There is a different selection of header files available for GCC and MSVC, but many of the headers are the same across different platforms. So long as compiler specific MACROs and headers aren’t being used, there shouldn’t be any harm in using the header files available on the development system to increase project accuracy. If compiler specific headers and MACROs are to be used, then the appropriate dependencies need to be installed on the user’s machine before the analysis errors can be resolved.
Setting up Fuzzy
Fuzzy is much simpler to set up, but as mentioned earlier, not as accurate. Simply specify which compiler you would like to use and the compiler include paths. If your compiler is not shown, email us as email@example.com and we’ll see what we can do.
If you use Visual Studio, you can specify the Visual Studio solution or project files directly and Understand will gather all the information from them. Those files can be specified during the Project Creation wizard or in Project->Configure Project->Visual Studio. It can also help to launch Understand from the Visual Studio command prompt so it will look for the right include files. Start->Microsoft Visual Studio->Tools->Command Prompt then just type “understand” to launch it if it’s on your PATH.
If your project builds with GCC or G++, you can use the new Buildspy feature to hook into the build system and gather the correct data for the Understand project. More details on configuring Buildspy here, or there is a video here to get you started.
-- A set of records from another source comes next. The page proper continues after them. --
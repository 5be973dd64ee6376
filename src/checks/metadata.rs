// src/checks/metadata.rs

//! Declared vs. installed package version
//!
//! Python packages install a `<name>-<version>.dist-info/METADATA` file. If
//! the recipe's declared version disagrees with the one pip actually
//! installed, the package would advertise the wrong version.

use crate::error::{Error, Result};
use regex::Regex;
use std::path::Path;
use std::sync::LazyLock;
use tracing::debug;

static DIST_INFO: LazyLock<Regex> = LazyLock::new(|| {
    Regex::new(r"(?:^|/)(?P<name>[^/]+)-(?P<version>[^/-]+)\.dist-info/METADATA$").unwrap()
});

/// Normalize a distribution name for comparison (`Foo_Bar.baz` == `foo-bar-baz`)
pub fn normalize_name(name: &str) -> String {
    name.chars()
        .map(|c| match c {
            '_' | '.' => '-',
            c => c.to_ascii_lowercase(),
        })
        .collect()
}

/// Name and version encoded in a dist-info METADATA path
pub fn dist_info(path: &Path) -> Option<(String, String)> {
    let text = path.to_str()?;
    let captures = DIST_INFO.captures(text)?;
    Some((
        captures.name("name")?.as_str().to_string(),
        captures.name("version")?.as_str().to_string(),
    ))
}

/// Check that every installed dist-info for `name` carries `version`
///
/// Succeeds when no installed metadata names the package.
pub fn check_version<P: AsRef<Path>>(name: &str, version: &str, paths: &[P]) -> Result<()> {
    let wanted = normalize_name(name);

    for path in paths {
        let path = path.as_ref();
        let Some((found_name, found_version)) = dist_info(path) else {
            continue;
        };
        if normalize_name(&found_name) != wanted {
            continue;
        }
        if found_version != version {
            return Err(Error::MetadataMismatch {
                name: name.to_string(),
                expected: version.to_string(),
                found: found_version,
                path: path.to_path_buf(),
            });
        }
        debug!("{} matches declared version {}", path.display(), version);
    }

    Ok(())
}
// src/checks/mod.rs

//! File-tree checks and fixups run around relocation
//!
//! - [`hardlinks`]: break shared inodes between packaged files
//! - [`shebang`]: rewrite build-prefix interpreter lines
//! - [`symlinks`]: reject links into the discarded build area
//! - [`metadata`]: declared vs. installed dist-info version
//! - [`menu`]: installer menu descriptor validation

pub mod hardlinks;
pub mod menu;
pub mod metadata;
pub mod shebang;
pub mod symlinks;

pub use hardlinks::break_hardlinks;
pub use menu::validate_menus;
pub use metadata::check_version;
pub use shebang::{fix_shebang, ShebangFix, ShebangFixer};
pub use symlinks::{check_symlinks, SymlinkEntry};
If your team uses the cross-platform build system, CMake, follow the directions here to create an Understand project as it compiles.
JSON and BEAR
Understand projects can also be created by using .json files. CMake and BEAR can be used create accurate projects from compile commands. More information can be found here
Import a log file
If your compiler can generate a log file, it can be imported into an understand project via the command line tool und. A log file is recognized by the extension “log” and has two available switches.
-cc specifies the c compiler
-cxx specifies the c++ compiler
So the command to create a new project, import the log file and analyze it would be:
> und create -languages C++ add mybuildlogfile.log -cc /usr/gcc -cxx /usr/g++ analyze myUnderstandProj.udb
Manually Setting Includes and Macros
If your project doesn’t support any of the above options, you can manually configure the Includes and Macros for the project. We’ve added a couple of new tools to identify the missing bits and make this process more intuitive.
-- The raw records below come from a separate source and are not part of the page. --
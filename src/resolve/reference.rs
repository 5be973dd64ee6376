// src/resolve/reference.rs

//! Classification of raw dependency references
//!
//! A reference is whatever string a binary's link table or a script's
//! interpreter line records. It takes one of three shapes: an absolute path,
//! a bare or relative name, or a runtime-relative token followed by a suffix.

use std::path::{Component, Path};

/// Placeholder tokens the dynamic loader expands at runtime
#[derive(Debug, Clone, Copy, PartialEq, Eq, Hash)]
pub enum RuntimeToken {
    /// ELF `$ORIGIN` / `${ORIGIN}`: directory of the loading object
    Origin,
    /// Mach-O `@loader_path`: directory of the loading object
    LoaderPath,
    /// Mach-O `@executable_path`: directory of the main executable
    ExecutablePath,
    /// Mach-O `@rpath`: each entry of the consumer's search path
    Rpath,
}

impl RuntimeToken {
    const ALL: [(&'static str, RuntimeToken); 5] = [
        ("${ORIGIN}", RuntimeToken::Origin),
        ("$ORIGIN", RuntimeToken::Origin),
        ("@loader_path", RuntimeToken::LoaderPath),
        ("@executable_path", RuntimeToken::ExecutablePath),
        ("@rpath", RuntimeToken::Rpath),
    ];

    /// Split a leading token off `reference`, returning the token and the
    /// remaining suffix with its separator removed
    pub fn split(reference: &str) -> Option<(Self, &str)> {
        for (text, token) in Self::ALL {
            if let Some(rest) = reference.strip_prefix(text)
                && (rest.is_empty() || rest.starts_with('/'))
            {
                return Some((token, rest.trim_start_matches('/')));
            }
        }
        None
    }

    /// Whether the token names the binary's own location rather than a
    /// search path supplied by whoever loads it
    pub const fn is_self_relative(&self) -> bool {
        !matches!(self, Self::Rpath)
    }

    pub const fn as_str(&self) -> &'static str {
        match self {
            Self::Origin => "$ORIGIN",
            Self::LoaderPath => "@loader_path",
            Self::ExecutablePath => "@executable_path",
            Self::Rpath => "@rpath",
        }
    }
}

/// Shape of a raw dependency reference
#[derive(Debug, Clone, Copy, PartialEq, Eq)]
pub enum DependencyReference<'a> {
    /// Absolute filesystem path
    Absolute(&'a Path),
    /// Name without any directory component
    Bare(&'a str),
    /// Relative path with directory components
    Relative(&'a Path),
    /// Runtime-relative token plus (possibly empty) suffix
    Token(RuntimeToken, &'a str),
}

impl<'a> DependencyReference<'a> {
    pub fn parse(reference: &'a str) -> Self {
        if let Some((token, suffix)) = RuntimeToken::split(reference) {
            return Self::Token(token, suffix);
        }

        let path = Path::new(reference);
        if path.is_absolute() {
            Self::Absolute(path)
        } else if has_directory_components(path) {
            Self::Relative(path)
        } else {
            Self::Bare(reference)
        }
    }
}

/// True if the path has anything besides a single normal component
fn has_directory_components(path: &Path) -> bool {
    path.components()
        .filter(|c| !matches!(c, Component::CurDir))
        .count()
        > 1
}

/// Final path component of a reference, as a string
pub fn basename(reference: &str) -> &str {
    reference
        .trim_end_matches('/')
        .rsplit('/')
        .next()
        .unwrap_or(reference)
}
Missing include directories can be added in Project->Configure Project->C++->Includes. The new “Search” button opens a dialog that let’s you quickly identify where the missing search files are and add those directories to the include paths for your project.
Similarly, Missing Macros can be added via Project->Configure Project->C++->Macros. The new “Undefined Macros” button opens a dialog that will let you quickly identify macros that may be missing from the project and you can specify their definitions.
In some cases, individual files or directories have their own macros and include paths that are different from other parts of the project. These can be specified by going to the file or folder in question in Project->Configure Project->Files. Right click on it, and select Configure override settings. From that dialog you can add the specifics.
Understand does a great job of parsing projects “out of the box” but if the project is more complex, there are a lot of options for adding more detail to the project configuration and ending up with a perfect analysis.